## Exercise aim
Every record must be retyped as it stands.
### Records to use ###
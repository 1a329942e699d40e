//! Dashboard application state.

use axum::http::HeaderMap;
use nwr_auth::{AuthContext, AuthService, CredentialStore, RouteGuard};
use nwr_core::AppConfig;
use nwr_token::{KeyPair, SessionIssuer};
use std::sync::Arc;
use std::time::Duration;

use crate::error::DashboardError;
use crate::session::{CookieSessionStore, CookieSettings};

/// Shared application state for the dashboard.
///
/// Immutable after startup. Identity is never stored here: every request
/// restores its own [`AuthService`] from its cookie.
#[derive(Clone)]
pub struct AppState {
    inner: Arc<AppStateInner>,
}

struct AppStateInner {
    config: AppConfig,
    auth: AuthContext,
    guard: RouteGuard,
    cookie: CookieSettings,
}

impl AppState {
    /// Create state from a prepared auth context.
    pub fn new(config: AppConfig, auth: AuthContext) -> Result<Self, DashboardError> {
        let cookie = CookieSettings {
            name: config.session.key.clone(),
            max_age: config
                .session
                .ttl()?
                .map(|ttl| i64::try_from(ttl.as_secs()).unwrap_or(i64::MAX)),
            secure: config.session.secure_cookie,
        };

        Ok(Self {
            inner: Arc::new(AppStateInner {
                config,
                auth,
                guard: RouteGuard::default(),
                cookie,
            }),
        })
    }

    /// Build credentials and signing keys from configuration.
    ///
    /// Without a configured key an ephemeral one is generated, so sessions
    /// end when the process restarts.
    pub fn from_config(config: AppConfig) -> Result<Self, DashboardError> {
        config.validate()?;

        let credentials = CredentialStore::from_config(&config.auth)?;
        let keypair = match config.session.resolve_private_key().map_err(nwr_core::ConfigError::from)? {
            Some(hex) => KeyPair::from_private_key_hex(&hex)?,
            None => {
                tracing::warn!("no session signing key configured; sessions will not survive a restart");
                KeyPair::generate()?
            }
        };
        let issuer = SessionIssuer::new(keypair).with_ttl(chrono_ttl(config.session.ttl()?)?);

        tracing::info!(users = credentials.len(), "credential store loaded");
        Self::new(config, AuthContext::new(credentials, issuer))
    }

    /// Get the configuration.
    pub fn config(&self) -> &AppConfig {
        &self.inner.config
    }

    /// Get the shared auth context.
    pub fn auth(&self) -> &AuthContext {
        &self.inner.auth
    }

    /// Get the route guard.
    pub fn guard(&self) -> &RouteGuard {
        &self.inner.guard
    }

    /// Get the session cookie settings.
    pub fn cookie(&self) -> &CookieSettings {
        &self.inner.cookie
    }

    /// Restore the auth service for a request.
    pub fn session(&self, headers: &HeaderMap) -> AuthService<CookieSessionStore> {
        self.inner
            .auth
            .restore(CookieSessionStore::from_headers(self.inner.cookie.clone(), headers))
    }

    /// Artificial delay before answering a login attempt.
    pub fn login_delay(&self) -> Option<Duration> {
        match self.inner.config.auth.login_delay_ms {
            0 => None,
            ms => Some(Duration::from_millis(ms)),
        }
    }
}

fn chrono_ttl(ttl: Option<Duration>) -> Result<Option<chrono::Duration>, DashboardError> {
    ttl.map(|ttl| {
        chrono::Duration::from_std(ttl).map_err(|e| {
            DashboardError::Config(nwr_core::ConfigError::Config(format!(
                "session ttl out of range: {e}"
            )))
        })
    })
    .transpose()
}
###
## Output for this task
repository 1a329942e699d40e
//! Dashboard application state.

use axum::http::HeaderMap;
use nwr_auth::{AuthContext, AuthService, CredentialStore, RouteGuard};
use nwr_core::AppConfig;
use nwr_token::{KeyPair, SessionIssuer};
use std::sync::Arc;
use std::time::Duration;

use crate::error::DashboardError;
use crate::session::{CookieSessionStore, CookieSettings};

/// Shared application state for the dashboard.
///
/// Immutable after startup. Identity is never stored here: every request
/// restores its own [`AuthService`] from its cookie.
#[derive(Clone)]
pub struct AppState {
    inner: Arc<AppStateInner>,
}

struct AppStateInner {
    config: AppConfig,
    auth: AuthContext,
    guard: RouteGuard,
    cookie: CookieSettings,
}

impl AppState {
    /// Create state from a prepared auth context.
    pub fn new(config: AppConfig, auth: AuthContext) -> Result<Self, DashboardError> {
        let cookie = CookieSettings {
            name: config.session.key.clone(),
            max_age: config
                .session
                .ttl()?
                .map(|ttl| i64::try_from(ttl.as_secs()).unwrap_or(i64::MAX)),
            secure: config.session.secure_cookie,
        };

        Ok(Self {
            inner: Arc::new(AppStateInner {
                config,
                auth,
                guard: RouteGuard::default(),
                cookie,
            }),
        })
    }

    /// Build credentials and signing keys from configuration.
    ///
    /// Without a configured key an ephemeral one is generated, so sessions
    /// end when the process restarts.
    pub fn from_config(config: AppConfig) -> Result<Self, DashboardError> {
        config.validate()?;

        let credentials = CredentialStore::from_config(&config.auth)?;
        let keypair = match config.session.resolve_private_key().map_err(nwr_core::ConfigError::from)? {
            Some(hex) => KeyPair::from_private_key_hex(&hex)?,
            None => {
                tracing::warn!("no session signing key configured; sessions will not survive a restart");
                KeyPair::generate()?
            }
        };
        let issuer = SessionIssuer::new(keypair).with_ttl(chrono_ttl(config.session.ttl()?)?);

        tracing::info!(users = credentials.len(), "credential store loaded");
        Self::new(config, AuthContext::new(credentials, issuer))
    }

    /// Get the configuration.
    pub fn config(&self) -> &AppConfig {
        &self.inner.config
    }

    /// Get the shared auth context.
    pub fn auth(&self) -> &AuthContext {
        &self.inner.auth
    }

    /// Get the route guard.
    pub fn guard(&self) -> &RouteGuard {
        &self.inner.guard
    }

    /// Get the session cookie settings.
    pub fn cookie(&self) -> &CookieSettings {
        &self.inner.cookie
    }

    /// Restore the auth service for a request.
    pub fn session(&self, headers: &HeaderMap) -> AuthService<CookieSessionStore> {
        self.inner
            .auth
            .restore(CookieSessionStore::from_headers(self.inner.cookie.clone(), headers))
    }

    /// Artificial delay before answering a login attempt.
    pub fn login_delay(&self) -> Option<Duration> {
        match self.inner.config.auth.login_delay_ms {
            0 => None,
            ms => Some(Duration::from_millis(ms)),
        }
    }
}

fn chrono_ttl(ttl: Option<Duration>) -> Result<Option<chrono::Duration>, DashboardError> {
    ttl.map(|ttl| {
        chrono::Duration::from_std(ttl).map_err(|e| {
            DashboardError::Config(nwr_core::ConfigError::Config(format!(
                "session ttl out of range: {e}"
            )))
        })
    })
    .transpose()
}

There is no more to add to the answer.